**Task details:**
Every line with the string "usize" must be copied from the entries below.

**Material provided:**
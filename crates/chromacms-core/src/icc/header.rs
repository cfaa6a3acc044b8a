//! ICC profile header (the first 128 bytes)

use crate::color::Xyz;
use crate::error::ParseError;
use crate::icc::types::XyzNumber;

/// Header length in bytes
pub const HEADER_SIZE: usize = 128;

/// 'acsp' magic at offset 36
pub const PROFILE_MAGIC: u32 = 0x61637370;

/// Profile device class (header offset 12)
#[derive(Debug, Clone, Copy, PartialEq, Eq)]
pub enum ProfileClass {
    Input,
    Display,
    Output,
    DeviceLink,
    ColorSpace,
    Abstract,
    NamedColor,
}

impl ProfileClass {
    pub fn from_signature(sig: u32) -> Result<Self, ParseError> {
        match &sig.to_be_bytes() {
            b"scnr" => Ok(Self::Input),
            b"mntr" => Ok(Self::Display),
            b"prtr" => Ok(Self::Output),
            b"link" => Ok(Self::DeviceLink),
            b"spac" => Ok(Self::ColorSpace),
            b"abst" => Ok(Self::Abstract),
            b"nmcl" => Ok(Self::NamedColor),
            _ => Err(ParseError::UnknownProfileClass(sig)),
        }
    }

    pub fn signature(&self) -> u32 {
        let bytes: &[u8; 4] = match self {
            Self::Input => b"scnr",
            Self::Display => b"mntr",
            Self::Output => b"prtr",
            Self::DeviceLink => b"link",
            Self::ColorSpace => b"spac",
            Self::Abstract => b"abst",
            Self::NamedColor => b"nmcl",
        };
        u32::from_be_bytes(*bytes)
    }
}

/// Color space signature (header offsets 16 and 20)
#[derive(Debug, Clone, Copy, PartialEq, Eq, Hash)]
pub enum ColorSpace {
    Xyz,
    Lab,
    Rgb,
    Gray,
    Cmyk,
    Cmy,
}

impl ColorSpace {
    pub fn from_signature(sig: u32) -> Result<Self, ParseError> {
        match &sig.to_be_bytes() {
            b"XYZ " => Ok(Self::Xyz),
            b"Lab " => Ok(Self::Lab),
            b"RGB " => Ok(Self::Rgb),
            b"GRAY" => Ok(Self::Gray),
            b"CMYK" => Ok(Self::Cmyk),
            b"CMY " => Ok(Self::Cmy),
            _ => Err(ParseError::UnknownColorSpace(sig)),
        }
    }

    pub fn signature(&self) -> u32 {
        let bytes: &[u8; 4] = match self {
            Self::Xyz => b"XYZ ",
            Self::Lab => b"Lab ",
            Self::Rgb => b"RGB ",
            Self::Gray => b"GRAY",
            Self::Cmyk => b"CMYK",
            Self::Cmy => b"CMY ",
        };
        u32::from_be_bytes(*bytes)
    }

    /// Number of color components (alpha excluded)
    pub fn channels(&self) -> usize {
        match self {
            Self::Gray => 1,
            Self::Xyz | Self::Lab | Self::Rgb | Self::Cmy => 3,
            Self::Cmyk => 4,
        }
    }
}

/// ICC rendering intent (header offset 64)
#[derive(Debug, Clone, Copy, PartialEq, Eq, Hash, Default)]
pub enum RenderingIntent {
    Perceptual,
    #[default]
    RelativeColorimetric,
    Saturation,
    AbsoluteColorimetric,
}

impl RenderingIntent {
    pub fn from_u32(value: u32) -> Result<Self, ParseError> {
        match value {
            0 => Ok(Self::Perceptual),
            1 => Ok(Self::RelativeColorimetric),
            2 => Ok(Self::Saturation),
            3 => Ok(Self::AbsoluteColorimetric),
            _ => Err(ParseError::UnknownRenderingIntent(value)),
        }
    }

    pub fn to_u32(self) -> u32 {
        match self {
            Self::Perceptual => 0,
            Self::RelativeColorimetric => 1,
            Self::Saturation => 2,
            Self::AbsoluteColorimetric => 3,
        }
    }
}

/// Decoded profile header
#[derive(Debug, Clone)]
pub struct ProfileHeader {
    /// Declared profile size in bytes (header offset 0)
    pub size: u32,
    /// Version as raw BCD, e.g. 0x04300000 for v4.3
    pub version: u32,
    pub class: ProfileClass,
    /// Device color space (the A side)
    pub color_space: ColorSpace,
    /// Profile connection space, XYZ or Lab (the B side)
    pub pcs: ColorSpace,
    pub rendering_intent: RenderingIntent,
    /// PCS illuminant, nominally D50
    pub illuminant: Xyz,
    /// MD5 fingerprint field (offset 84), all zero if unset
    pub profile_id: [u8; 16],
}

impl ProfileHeader {
    /// Major version digit (2 or 4 in practice)
    pub fn version_major(&self) -> u8 {
        (self.version >> 24) as u8
    }

    /// Parse and validate the 128-byte header
    ///
    /// `data` is the whole profile; the declared size must not exceed
    /// the bytes actually present.
    pub fn parse(data: &[u8]) -> Result<Self, ParseError> {
        if data.len() < HEADER_SIZE {
            return Err(ParseError::TruncatedHeader {
                expected: HEADER_SIZE,
                actual: data.len(),
            });
        }

        let read_u32 =
            |off: usize| u32::from_be_bytes([data[off], data[off + 1], data[off + 2], data[off + 3]]);

        let magic = read_u32(36);
        if magic != PROFILE_MAGIC {
            return Err(ParseError::BadMagic(magic));
        }

        let size = read_u32(0);
        if size as usize > data.len() {
            return Err(ParseError::SizeMismatch {
                header_size: size,
                actual_size: data.len(),
            });
        }

        let version = read_u32(8);
        let class = ProfileClass::from_signature(read_u32(12))?;
        let color_space = ColorSpace::from_signature(read_u32(16))?;
        let pcs = ColorSpace::from_signature(read_u32(20))?;
        let rendering_intent = RenderingIntent::from_u32(read_u32(64))?;

        let illuminant = match XyzNumber::from_bytes(&data[68..80]) {
            Some(n) => n.to_xyz(),
            None => Xyz::new(0.9642, 1.0, 0.8249),
        };

        let mut profile_id = [0u8; 16];
        profile_id.copy_from_slice(&data[84..100]);

        Ok(Self {
            size,
            version,
            class,
            color_space,
            pcs,
            rendering_intent,
            illuminant,
            profile_id,
        })
    }
}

**Response to this task:**
pub const HEADER_SIZE: usize = 128;
    pub fn channels(&self) -> usize {
            |off: usize| u32::from_be_bytes([data[off], data[off + 1], data[off + 2], data[off + 3]]);
        if size as usize > data.len() {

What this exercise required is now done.